Le processus de déplacement, quant à lui, « s’exprime de deux manières: en premier lieu, un élément latent est remplacé, non par un de ses propres éléments constitutifs, mais par quelque chose de plus éloigné, donc par une allusion; en deuxième lieu, l’accent psychique est transféré d’un élément important sur un autre, peu important, de sorte que le rêve reçoit un autre sens et apparaît étrange ». La définition du déplacement apparaissait ainsi en 1900: « On est ainsi conduit à penser que, dans le travail du rêve, se manifeste un pouvoir psychique qui, d’une part, dépouille des éléments de haute valeur psychique de leur intensité, et, d’autre part, grâce à la surdétermination, donne une valeur plus grande à des éléments de moindre importance, de sorte que ceux-ci peuvent pénétrer dans le rêve.
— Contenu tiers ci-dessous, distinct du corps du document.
use clap::Parser;
use log::{error, info};
use prometheus::{BasicAuthentication, labels};
use tokio::net::TcpListener;
use tokio::task::spawn_blocking;
use tokio::time::{Duration, sleep};

use crate::cli::SubCommandExtend;
use crate::config::{MatchOptions, MediaStoreOptions};
use crate::fetcher::MediaStore;
use crate::server;
use crate::vision::{FaceEncoder, ensure_models};

#[derive(Parser, Debug, Clone)]
pub struct ServerCommand {
    #[command(flatten)]
    pub store: MediaStoreOptions,
    #[command(flatten)]
    pub matching: MatchOptions,
    /// 监听地址
    #[arg(long, env = "FACEGATE_ADDR", default_value = "127.0.0.1:5001")]
    pub addr: String,
    /// 允许跨域的来源，逗号分隔
    #[arg(
        long,
        value_name = "ORIGINS",
        env = "FACEGATE_ALLOWED_ORIGINS",
        value_delimiter = ',',
        default_value = "http://localhost:3000,http://localhost:5000"
    )]
    pub allow_origin: Vec<String>,
    /// prometheus 主动推送地址
    #[arg(long, value_name = "URL")]
    pub prometheus_push: Option<String>,
    /// 自定义 instance 标签值
    #[arg(long, value_name = "NAME")]
    pub prometheus_instance: Option<String>,
    /// prometheus 认证信息，格式为 username:password
    #[arg(long, value_name = "AUTH")]
    pub prometheus_auth: Option<String>,
}

impl SubCommandExtend for ServerCommand {
    async fn run(&self) -> anyhow::Result<()> {
        ensure_models(&self.matching).await?;
        let encoder = FaceEncoder::new(&self.matching)?;
        let store = MediaStore::new(self.store.clone());

        // 创建应用状态
        let state = server::AppState::new(
            store,
            encoder,
            self.matching.tolerance,
            self.allow_origin.clone(),
        );

        // 启动前先加载一次图库
        let count = state.refresh_gallery().await;
        info!("图库加载完成，共 {count} 张人脸");

        // 创建应用
        let app = server::create_app(state);

        if let Some(url) = self.prometheus_push.clone() {
            let instance = self.prometheus_instance.clone().unwrap_or_else(|| self.addr.clone());
            let auth = self.prometheus_auth.clone().map(|s| {
                let (username, password) = s.split_once(':').unwrap();
                (username.to_string(), password.to_string())
            });
            tokio::spawn(async move {
                loop {
                    let metric_families = prometheus::gather();
                    let url = url.clone();
                    let instance = instance.clone();
                    let auth = auth.clone();
                    let r = spawn_blocking(move || {
                        prometheus::push_metrics(
                            "facegate",
                            labels! {
                                "instance".to_string() => instance.clone(),
                            },
                            &url,
                            metric_families,
                            auth.map(|(username, password)| BasicAuthentication {
                                username,
                                password,
                            }),
                        )
                    })
                    .await
                    .unwrap();
                    if let Err(e) = r {
                        error!("推送指标失败: {e}");
                    }
                    sleep(Duration::from_secs(30)).await;
                }
            });
        }

        // 启动服务器
        info!("服务器启动：http://{}", &self.addr);
        let listener = TcpListener::bind(&self.addr).await?;
        axum::serve(listener, app).await?;

        Ok(())
    }
}
use anyhow::{Result, bail};
use base64::Engine as _;
use base64::engine::general_purpose::STANDARD;
use opencv::core::Mat;
use opencv::imgcodecs;
use opencv::prelude::*;

/// 把图片字节解码为 3 通道 BGR 矩阵
///
/// `IMREAD_COLOR` 会把调色板/灰度图统一转换为 3 通道，
/// 避免非常规色彩模式导致后续特征提取失败
pub fn decode_image_bytes(bytes: &[u8]) -> Result<Mat> {
    let buf = Mat::from_slice(bytes)?;
    let img = imgcodecs::imdecode(&buf, imgcodecs::IMREAD_COLOR)?;
    // imdecode 解码失败时返回空矩阵而不是错误
    if img.empty() {
        bail!("buffer does not decode as an image");
    }
    Ok(img)
}

/// 解码 base64 或 data-URI 编码的图片
pub fn decode_base64_image(payload: &str) -> Result<Mat> {
    // data-URI 形如 `data:image/png;base64,<payload>`，只取第一个逗号之后的部分
    let encoded = match payload.split_once(',') {
        Some((_, b64)) => b64,
        None => payload,
    };
    let bytes = STANDARD.decode(encoded.trim())?;
    decode_image_bytes(&bytes)
}

#[cfg(test)]
mod tests {
    use opencv::core::{CV_8UC1, CV_8UC3, Scalar, Vector};

    use super::*;

    fn encoded_png(typ: i32) -> String {
        let mat = Mat::new_rows_cols_with_default(8, 8, typ, Scalar::all(128.0)).unwrap();
        let mut buf = Vector::new();
        imgcodecs::imencode(".png", &mat, &mut buf, &Vector::new()).unwrap();
        STANDARD.encode(buf.as_slice())
    }

    #[test]
    fn decode_raw_base64() {
        let img = decode_base64_image(&encoded_png(CV_8UC3)).unwrap();
        assert_eq!((img.rows(), img.cols(), img.channels()), (8, 8, 3));
    }

    #[test]
    fn decode_data_uri() {
        let payload = format!("data:image/png;base64,{}", encoded_png(CV_8UC3));
        let img = decode_base64_image(&payload).unwrap();
        assert_eq!((img.rows(), img.cols()), (8, 8));
    }

    #[test]
    fn grayscale_normalized_to_three_channels() {
        let img = decode_base64_image(&encoded_png(CV_8UC1)).unwrap();
        assert_eq!(img.channels(), 3);
    }

    #[test]
    fn invalid_base64_rejected() {
        assert!(decode_base64_image("this is not base64!!!").is_err());
    }

    #[test]
    fn non_image_bytes_rejected() {
        let payload = STANDARD.encode(b"hello world");
        assert!(decode_base64_image(&payload).is_err());
    }
}
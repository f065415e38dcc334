use std::collections::HashMap;

use anyhow::{Context, Result, bail};
use futures::{FutureExt, StreamExt, stream};
use log::{debug, error, info, warn};
use serde::Deserialize;
use serde_json::json;
use tokio::task::block_in_place;

use crate::codec;
use crate::config::MediaStoreOptions;
use crate::gallery::{Gallery, GalleryEntry};
use crate::vision::FaceEncoder;

/// 同时下载的资源数量
const DOWNLOAD_CONCURRENCY: usize = 4;

/// 远端搜索接口返回的单个资源
#[derive(Debug, Clone, Deserialize)]
pub struct Resource {
    pub public_id: String,
    #[serde(default)]
    pub secure_url: Option<String>,
    #[serde(default)]
    pub url: Option<String>,
    #[serde(default)]
    pub context: Option<ResourceContext>,
}

#[derive(Debug, Clone, Default, Deserialize)]
pub struct ResourceContext {
    #[serde(default)]
    pub custom: HashMap<String, String>,
}

#[derive(Debug, Deserialize)]
struct SearchResponse {
    #[serde(default)]
    resources: Vec<Resource>,
}

impl Resource {
    /// 优先使用 https 地址，退回 http 地址，空字符串视为缺失
    pub fn download_url(&self) -> Option<&str> {
        self.secure_url
            .as_deref()
            .filter(|url| !url.is_empty())
            .or_else(|| self.url.as_deref().filter(|url| !url.is_empty()))
    }

    /// 显示名称：优先取自定义元数据中的 name，否则取 public_id 的最后一段
    pub fn display_name(&self) -> String {
        if let Some(context) = &self.context {
            if let Some(name) = context.custom.get("name") {
                if !name.is_empty() {
                    return name.clone();
                }
            }
        }
        match self.public_id.rsplit_once('/') {
            Some((_, base)) => base.to_string(),
            None => self.public_id.clone(),
        }
    }
}

/// 远端媒体库客户端，按文件夹拉取人脸图库
pub struct MediaStore {
    client: reqwest::Client,
    opts: MediaStoreOptions,
}

impl MediaStore {
    pub fn new(opts: MediaStoreOptions) -> Self {
        // 不设置请求超时，下游挂起只会阻塞当前请求所在的任务
        Self { client: reqwest::Client::new(), opts }
    }

    /// 搜索配置文件夹下的全部资源，附带自定义元数据
    pub async fn search_resources(&self) -> Result<Vec<Resource>> {
        let url = format!("{}/v1_1/{}/resources/search", self.opts.api_base, self.opts.cloud_name);
        let body = json!({
            "expression": format!("folder:{}", self.opts.folder),
            "max_results": self.opts.max_results,
            "with_field": ["context"],
        });
        let response = self
            .client
            .post(&url)
            .basic_auth(&self.opts.api_key, Some(&self.opts.api_secret))
            .json(&body)
            .send()
            .await?
            .error_for_status()?
            .json::<SearchResponse>()
            .await?;
        Ok(response.resources)
    }

    /// 加载整个人脸图库
    ///
    /// 单个资源失败只会跳过该资源，搜索本身失败则返回空图库，
    /// 两种情况都记录日志，函数本身不失败
    pub async fn load_gallery(&self, encoder: &FaceEncoder) -> Gallery {
        info!("正在从远端拉取人脸图库: {}", self.opts.folder);
        let resources = match self.search_resources().await {
            Ok(resources) => resources,
            Err(e) => {
                error!("搜索远端图库失败: {e:#}");
                return Gallery::default();
            }
        };

        // 下载流水线化，buffered 保证结果顺序与搜索返回顺序一致
        let mut entries = Vec::new();
        let mut results = stream::iter(resources)
            .map(|resource| {
                let public_id = resource.public_id.clone();
                self.load_entry(encoder, resource).map(|result| (public_id, result))
            })
            .buffered(DOWNLOAD_CONCURRENCY);
        while let Some((public_id, result)) = results.next().await {
            match result {
                Ok(Some(entry)) => {
                    info!("已加载人脸: {} ({public_id})", entry.name);
                    entries.push(entry);
                }
                Ok(None) => {}
                Err(e) => warn!("处理资源 {public_id} 失败: {e:#}"),
            }
        }
        Gallery::from(entries)
    }

    /// 处理单个资源，没有可用地址或未检测到人脸时返回 None
    async fn load_entry(
        &self,
        encoder: &FaceEncoder,
        resource: Resource,
    ) -> Result<Option<GalleryEntry>> {
        let Some(url) = resource.download_url() else {
            debug!("资源 {} 没有可下载地址，跳过", resource.public_id);
            return Ok(None);
        };

        let bytes = self.fetch_bytes(url).await.context("下载失败")?;
        let embedding = block_in_place(|| -> Result<_> {
            let img = codec::decode_image_bytes(&bytes)?;
            let embeddings = encoder.detect_and_embed(&img)?;
            // 图库图片默认单人，只取第一张人脸
            Ok(embeddings.into_iter().next())
        })?;

        match embedding {
            Some(embedding) => {
                Ok(Some(GalleryEntry { name: resource.display_name(), embedding }))
            }
            None => {
                // 文件夹里允许混入非人脸图片，不算错误
                debug!("资源 {} 未检测到人脸，跳过", resource.public_id);
                Ok(None)
            }
        }
    }

    async fn fetch_bytes(&self, url: &str) -> Result<Vec<u8>> {
        let response = self.client.get(url).send().await?.error_for_status()?;
        let bytes = response.bytes().await?;
        if bytes.is_empty() {
            bail!("响应体为空");
        }
        Ok(bytes.to_vec())
    }
}

#[cfg(test)]
mod tests {
    use rstest::rstest;

    use super::*;

    fn resource(json: serde_json::Value) -> Resource {
        serde_json::from_value(json).unwrap()
    }

    #[test]
    fn parse_search_response() {
        let raw = r#"{
            "total_count": 2,
            "resources": [
                {
                    "public_id": "members/alice",
                    "secure_url": "https://cdn.example.com/members/alice.jpg",
                    "url": "http://cdn.example.com/members/alice.jpg",
                    "context": {"custom": {"name": "Alice"}}
                },
                {"public_id": "members/bob"}
            ]
        }"#;
        let response: SearchResponse = serde_json::from_str(raw).unwrap();
        assert_eq!(response.resources.len(), 2);
        assert_eq!(response.resources[0].display_name(), "Alice");
        assert_eq!(response.resources[1].display_name(), "bob");
        assert!(response.resources[1].download_url().is_none());
    }

    #[test]
    fn parse_empty_response() {
        let response: SearchResponse = serde_json::from_str("{}").unwrap();
        assert!(response.resources.is_empty());
    }

    #[rstest]
    #[case::secure_preferred(
        json!({"public_id": "a", "secure_url": "https://x/a", "url": "http://x/a"}),
        Some("https://x/a")
    )]
    #[case::fallback_to_url(json!({"public_id": "a", "url": "http://x/a"}), Some("http://x/a"))]
    #[case::empty_secure_url_falls_back(
        json!({"public_id": "a", "secure_url": "", "url": "http://x/a"}),
        Some("http://x/a")
    )]
    #[case::empty_url_skipped(json!({"public_id": "a", "secure_url": ""}), None)]
    #[case::no_url(json!({"public_id": "a"}), None)]
    fn download_url_preference(#[case] raw: serde_json::Value, #[case] expected: Option<&str>) {
        assert_eq!(resource(raw).download_url(), expected);
    }

    #[rstest]
    #[case::context_name(
        json!({"public_id": "members/img_01", "context": {"custom": {"name": "Alice"}}}),
        "Alice"
    )]
    #[case::empty_context_name_falls_back(
        json!({"public_id": "members/img_01", "context": {"custom": {"name": ""}}}),
        "img_01"
    )]
    #[case::basename_of_public_id(json!({"public_id": "members/john_doe"}), "john_doe")]
    #[case::public_id_without_folder(json!({"public_id": "john_doe"}), "john_doe")]
    fn display_name_precedence(#[case] raw: serde_json::Value, #[case] expected: &str) {
        assert_eq!(resource(raw).display_name(), expected);
    }
}
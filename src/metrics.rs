use std::sync::LazyLock;

use prometheus::*;

static METRIC_RECOGNIZE_COUNT: LazyLock<IntCounterVec> = LazyLock::new(|| {
    register_int_counter_vec!(
        "fg_recognize_count",
        "count of recognition requests by outcome",
        &["outcome"]
    )
    .unwrap()
});

static METRIC_RECOGNIZE_DURATION: LazyLock<Histogram> = LazyLock::new(|| {
    register_histogram!("fg_recognize_duration", "duration of one recognition in seconds")
        .unwrap()
});

static METRIC_GALLERY_SIZE: LazyLock<IntGauge> = LazyLock::new(|| {
    register_int_gauge!("fg_gallery_size", "number of faces in the current gallery").unwrap()
});

/// 按结果统计识别请求数量
pub fn inc_recognize(outcome: &str) {
    METRIC_RECOGNIZE_COUNT.with_label_values(&[outcome]).inc();
}

pub fn observe_recognize_duration(seconds: f64) {
    METRIC_RECOGNIZE_DURATION.observe(seconds);
}

pub fn set_gallery_size(size: usize) {
    METRIC_GALLERY_SIZE.set(size as i64);
}
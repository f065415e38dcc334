use std::sync::Arc;

use tokio::sync::RwLock;

use crate::fetcher::MediaStore;
use crate::gallery::Gallery;
use crate::metrics;
use crate::vision::FaceEncoder;

/// 应用状态
pub struct AppState {
    /// 当前人脸图库快照
    gallery: RwLock<Arc<Gallery>>,
    /// 远端媒体库客户端
    pub store: MediaStore,
    /// 人脸特征提取器
    pub encoder: FaceEncoder,
    /// 比对容差
    pub tolerance: f32,
    /// 允许跨域的来源
    pub allowed_origins: Vec<String>,
}

impl AppState {
    pub fn new(
        store: MediaStore,
        encoder: FaceEncoder,
        tolerance: f32,
        allowed_origins: Vec<String>,
    ) -> Arc<Self> {
        Arc::new(AppState {
            gallery: RwLock::new(Arc::new(Gallery::default())),
            store,
            encoder,
            tolerance,
            allowed_origins,
        })
    }

    /// 取当前图库快照，读请求不会观察到构建中的图库
    pub async fn current_gallery(&self) -> Arc<Gallery> {
        self.gallery.read().await.clone()
    }

    /// 重建图库并原子地替换快照，返回新图库大小
    ///
    /// NOTE: 新图库在锁外构建完成后才发布，并发的识别请求
    /// 在此期间继续使用旧快照
    pub async fn refresh_gallery(&self) -> usize {
        let fresh = Arc::new(self.store.load_gallery(&self.encoder).await);
        let count = fresh.len();
        *self.gallery.write().await = fresh;
        metrics::set_gallery_size(count);
        count
    }
}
On peut dès lors comprendre la différence entre le texte du contenu du rêve et celui de ses pensées: il y a eu, lors de la formation du rêve, transfert et déplacement des intensités psychiques des différents éléments. Ce processus est la partie essentielle du travail du rêve. Il peut être appelé processus de déplacement. Le déplacement et la condensation sont les deux grandes opérations auxquelles nous devons essentiellement la forme de nos rêves » (interprétation des rêves pp. 265-266). Tous deux caractérisent le processus primaire, où l’énergie psychique s’écoule librement et circule sans entraves selon leurs lois (selon le principe de plaisir). Lacan a rapproché le déplacement de la métonymie, figure qui souligne la connexion d’un signifiant à un autre signifiant. Le déplacement agit donc linéairement, selon un axe syntagmatique, quand le processus de condensation agit, lui, par substitution, selon un axe paradigmatique.
[…] ”

Revue Française de Yoga, n°17, « Rêver », janvier 1998, pp. 93-124.